◆ TRY IT:
For the word "outside", return each line of the data in which it occurs.
● ● ●
//! Restricted arithmetic evaluator
//!
//! Accepts numbers, parentheses and the four basic operators. Input is checked
//! against a character whitelist before anything is tokenized, so nothing
//! outside this grammar can ever run:
//!
//! ```text
//! expr    := term (('+' | '-') term)*
//! term    := factor (('*' | '/') factor)*
//! factor  := ('+' | '-') factor | primary
//! primary := number | '(' expr ')'
//! ```

use std::fmt;

use crate::error::{FlowError, Result};

/// Every character the calculator accepts
pub const ALLOWED_CHARS: &str = "0123456789+-*/(). ";

/// Maximum depth of parentheses and unary operators
const MAX_DEPTH: usize = 64;

#[derive(Debug, Clone, Copy, PartialEq)]
enum Token {
    Number(f64),
    Plus,
    Minus,
    Star,
    Slash,
    LParen,
    RParen,
}

impl fmt::Display for Token {
    fn fmt(&self, f: &mut fmt::Formatter<'_>) -> fmt::Result {
        match self {
            Token::Number(n) => write!(f, "{}", n),
            Token::Plus => write!(f, "+"),
            Token::Minus => write!(f, "-"),
            Token::Star => write!(f, "*"),
            Token::Slash => write!(f, "/"),
            Token::LParen => write!(f, "("),
            Token::RParen => write!(f, ")"),
        }
    }
}

/// Reject any character outside [`ALLOWED_CHARS`]
pub fn check_whitelist(expr: &str) -> Result<()> {
    for (position, character) in expr.chars().enumerate() {
        if !ALLOWED_CHARS.contains(character) {
            return Err(FlowError::UnsafeExpression { character, position });
        }
    }
    Ok(())
}

/// Check whether a character belongs to the calculator alphabet
pub fn is_allowed(c: char) -> bool {
    ALLOWED_CHARS.contains(c)
}

/// Evaluate an arithmetic expression
///
/// Pure: the same input always produces the same result.
pub fn evaluate(expr: &str) -> Result<f64> {
    check_whitelist(expr)?;

    let tokens = tokenize(expr)?;
    if tokens.is_empty() {
        return Err(FlowError::MalformedExpression("empty expression".to_string()));
    }

    let mut parser = Parser::new(&tokens);
    let value = parser.parse_expr()?;

    if let Some(token) = parser.peek() {
        return Err(FlowError::MalformedExpression(format!(
            "unexpected '{}' after end of expression",
            token
        )));
    }

    if !value.is_finite() {
        return Err(FlowError::MalformedExpression(
            "result is not a finite number".to_string(),
        ));
    }

    Ok(value)
}

/// Render a result for display: `63` rather than `63.0`, and never `-0`
pub fn format_number(value: f64) -> String {
    if value == 0.0 {
        return "0".to_string();
    }
    format!("{}", value)
}

fn tokenize(expr: &str) -> Result<Vec<Token>> {
    let chars: Vec<char> = expr.chars().collect();
    let mut tokens = Vec::new();
    let mut i = 0;

    while i < chars.len() {
        let c = chars[i];
        let token = match c {
            ' ' => {
                i += 1;
                continue;
            }
            '+' => Token::Plus,
            '-' => Token::Minus,
            '*' => Token::Star,
            '/' => Token::Slash,
            '(' => Token::LParen,
            ')' => Token::RParen,
            '0'..='9' | '.' => {
                let start = i;
                while i < chars.len() && (chars[i].is_ascii_digit() || chars[i] == '.') {
                    i += 1;
                }
                let text: String = chars[start..i].iter().collect();
                let value = text
                    .parse::<f64>()
                    .map_err(|_| FlowError::MalformedExpression(format!("invalid number '{}'", text)))?;
                tokens.push(Token::Number(value));
                continue;
            }
            character => {
                return Err(FlowError::UnsafeExpression {
                    character,
                    position: i,
                });
            }
        };
        tokens.push(token);
        i += 1;
    }

    Ok(tokens)
}

struct Parser<'a> {
    tokens: &'a [Token],
    pos: usize,
    depth: usize,
}

impl<'a> Parser<'a> {
    fn new(tokens: &'a [Token]) -> Self {
        Self {
            tokens,
            pos: 0,
            depth: 0,
        }
    }

    fn peek(&self) -> Option<Token> {
        self.tokens.get(self.pos).copied()
    }

    fn next(&mut self) -> Option<Token> {
        let token = self.peek();
        if token.is_some() {
            self.pos += 1;
        }
        token
    }

    fn parse_expr(&mut self) -> Result<f64> {
        let mut value = self.parse_term()?;
        loop {
            match self.peek() {
                Some(Token::Plus) => {
                    self.pos += 1;
                    value += self.parse_term()?;
                }
                Some(Token::Minus) => {
                    self.pos += 1;
                    value -= self.parse_term()?;
                }
                _ => return Ok(value),
            }
        }
    }

    fn parse_term(&mut self) -> Result<f64> {
        let mut value = self.parse_factor()?;
        loop {
            match self.peek() {
                Some(Token::Star) => {
                    self.pos += 1;
                    value *= self.parse_factor()?;
                }
                Some(Token::Slash) => {
                    self.pos += 1;
                    let divisor = self.parse_factor()?;
                    if divisor == 0.0 {
                        return Err(FlowError::DivisionByZero);
                    }
                    value /= divisor;
                }
                _ => return Ok(value),
            }
        }
    }

    fn parse_factor(&mut self) -> Result<f64> {
        match self.next() {
            Some(Token::Number(value)) => Ok(value),
            Some(Token::Plus) => self.nested(|p| p.parse_factor()),
            Some(Token::Minus) => self.nested(|p| p.parse_factor()).map(|v| -v),
            Some(Token::LParen) => {
                let value = self.nested(|p| p.parse_expr())?;
                match self.next() {
                    Some(Token::RParen) => Ok(value),
                    Some(token) => Err(FlowError::MalformedExpression(format!(
                        "expected ')' but found '{}'",
                        token
                    ))),
                    None => Err(FlowError::MalformedExpression(
                        "missing closing parenthesis".to_string(),
                    )),
                }
            }
            Some(token) => Err(FlowError::MalformedExpression(format!(
                "unexpected '{}'",
                token
            ))),
            None => Err(FlowError::MalformedExpression(
                "unexpected end of expression".to_string(),
            )),
        }
    }

    fn nested<F>(&mut self, f: F) -> Result<f64>
    where
        F: FnOnce(&mut Self) -> Result<f64>,
    {
        if self.depth >= MAX_DEPTH {
            return Err(FlowError::MalformedExpression(format!(
                "nesting deeper than {} levels",
                MAX_DEPTH
            )));
        }
        self.depth += 1;
        let result = f(self);
        self.depth -= 1;
        result
    }
}

#[cfg(test)]
mod tests {
    use super::*;

    #[test]
    fn test_precedence() {
        assert_eq!(evaluate("12 * 5 + 3").unwrap(), 63.0);
        assert_eq!(evaluate("3 + 12 * 5").unwrap(), 63.0);
        assert_eq!(evaluate("2 + 3 * 4 - 6 / 2").unwrap(), 11.0);
    }

    #[test]
    fn test_left_associativity() {
        assert_eq!(evaluate("10 - 4 - 3").unwrap(), 3.0);
        assert_eq!(evaluate("100 / 10 / 5").unwrap(), 2.0);
    }

    #[test]
    fn test_parentheses() {
        assert_eq!(evaluate("(2 + 3) * 4").unwrap(), 20.0);
        assert_eq!(evaluate("((1 + 2) * (3 + 4))").unwrap(), 21.0);
    }

    #[test]
    fn test_unary_operators() {
        assert_eq!(evaluate("-5 + 2").unwrap(), -3.0);
        assert_eq!(evaluate("+5").unwrap(), 5.0);
        assert_eq!(evaluate("2 * -3").unwrap(), -6.0);
        assert_eq!(evaluate("--4").unwrap(), 4.0);
        assert_eq!(evaluate("-(2 + 3)").unwrap(), -5.0);
    }

    #[test]
    fn test_decimals() {
        assert_eq!(evaluate("1.5 * 2").unwrap(), 3.0);
        assert_eq!(evaluate(".5 + .25").unwrap(), 0.75);
        assert_eq!(evaluate("7 / 2").unwrap(), 3.5);
    }

    #[test]
    fn test_compact_whitespace() {
        assert_eq!(evaluate("12*7+5").unwrap(), 89.0);
        assert_eq!(evaluate("  12 *   7 + 5  ").unwrap(), 89.0);
    }

    #[test]
    fn test_division_by_zero() {
        assert!(matches!(evaluate("10 / 0"), Err(FlowError::DivisionByZero)));
        assert!(matches!(evaluate("1 / (2 - 2)"), Err(FlowError::DivisionByZero)));
        assert!(matches!(evaluate("5 / 0.0"), Err(FlowError::DivisionByZero)));
    }

    #[test]
    fn test_rejects_code_injection() {
        let err = evaluate("import os; os.system('rm -rf /')").unwrap_err();
        assert!(matches!(
            err,
            FlowError::UnsafeExpression {
                character: 'i',
                position: 0
            }
        ));
    }

    #[test]
    fn test_rejects_non_whitelisted_characters() {
        for expr in ["2 % 3", "1e5", "abs(-1)", "2\t+ 2", "__import__", "3 + x"] {
            assert!(
                matches!(evaluate(expr), Err(FlowError::UnsafeExpression { .. })),
                "expected unsafe for {:?}",
                expr
            );
        }
    }

    #[test]
    fn test_unsafe_position_counts_chars() {
        let err = check_whitelist("1 + é").unwrap_err();
        assert!(matches!(
            err,
            FlowError::UnsafeExpression {
                character: 'é',
                position: 4
            }
        ));
    }

    #[test]
    fn test_malformed_expressions() {
        for expr in ["", "   ", "1 +", "* 2", "(1 + 2", "1 + 2)", "()", "1 2", "1.2.3", ".", "3 (4)", "2 ** 3"] {
            assert!(
                matches!(evaluate(expr), Err(FlowError::MalformedExpression(_))),
                "expected malformed for {:?}",
                expr
            );
        }
    }

    #[test]
    fn test_nesting_limit() {
        let deep = format!("{}1{}", "(".repeat(100), ")".repeat(100));
        assert!(matches!(evaluate(&deep), Err(FlowError::MalformedExpression(_))));

        let shallow = format!("{}1{}", "(".repeat(10), ")".repeat(10));
        assert_eq!(evaluate(&shallow).unwrap(), 1.0);
    }

    #[test]
    fn test_overflow_is_malformed() {
        let huge = "9".repeat(400);
        assert!(matches!(evaluate(&huge), Err(FlowError::MalformedExpression(_))));
    }

    #[test]
    fn test_evaluate_is_idempotent() {
        let first = evaluate("(17 + 4) / 3 * 2.5").unwrap();
        let second = evaluate("(17 + 4) / 3 * 2.5").unwrap();
        assert_eq!(first, second);
    }

    #[test]
    fn test_format_number() {
        assert_eq!(format_number(63.0), "63");
        assert_eq!(format_number(3.5), "3.5");
        assert_eq!(format_number(-2.0), "-2");
        assert_eq!(format_number(-0.0), "0");
    }

    #[test]
    fn test_is_allowed() {
        assert!(is_allowed('7'));
        assert!(is_allowed('('));
        assert!(!is_allowed('x'));
        assert!(!is_allowed('\n'));
    }
}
● ● ●
◆ REPLY:
//! outside this grammar can ever run:
/// Reject any character outside [`ALLOWED_CHARS`]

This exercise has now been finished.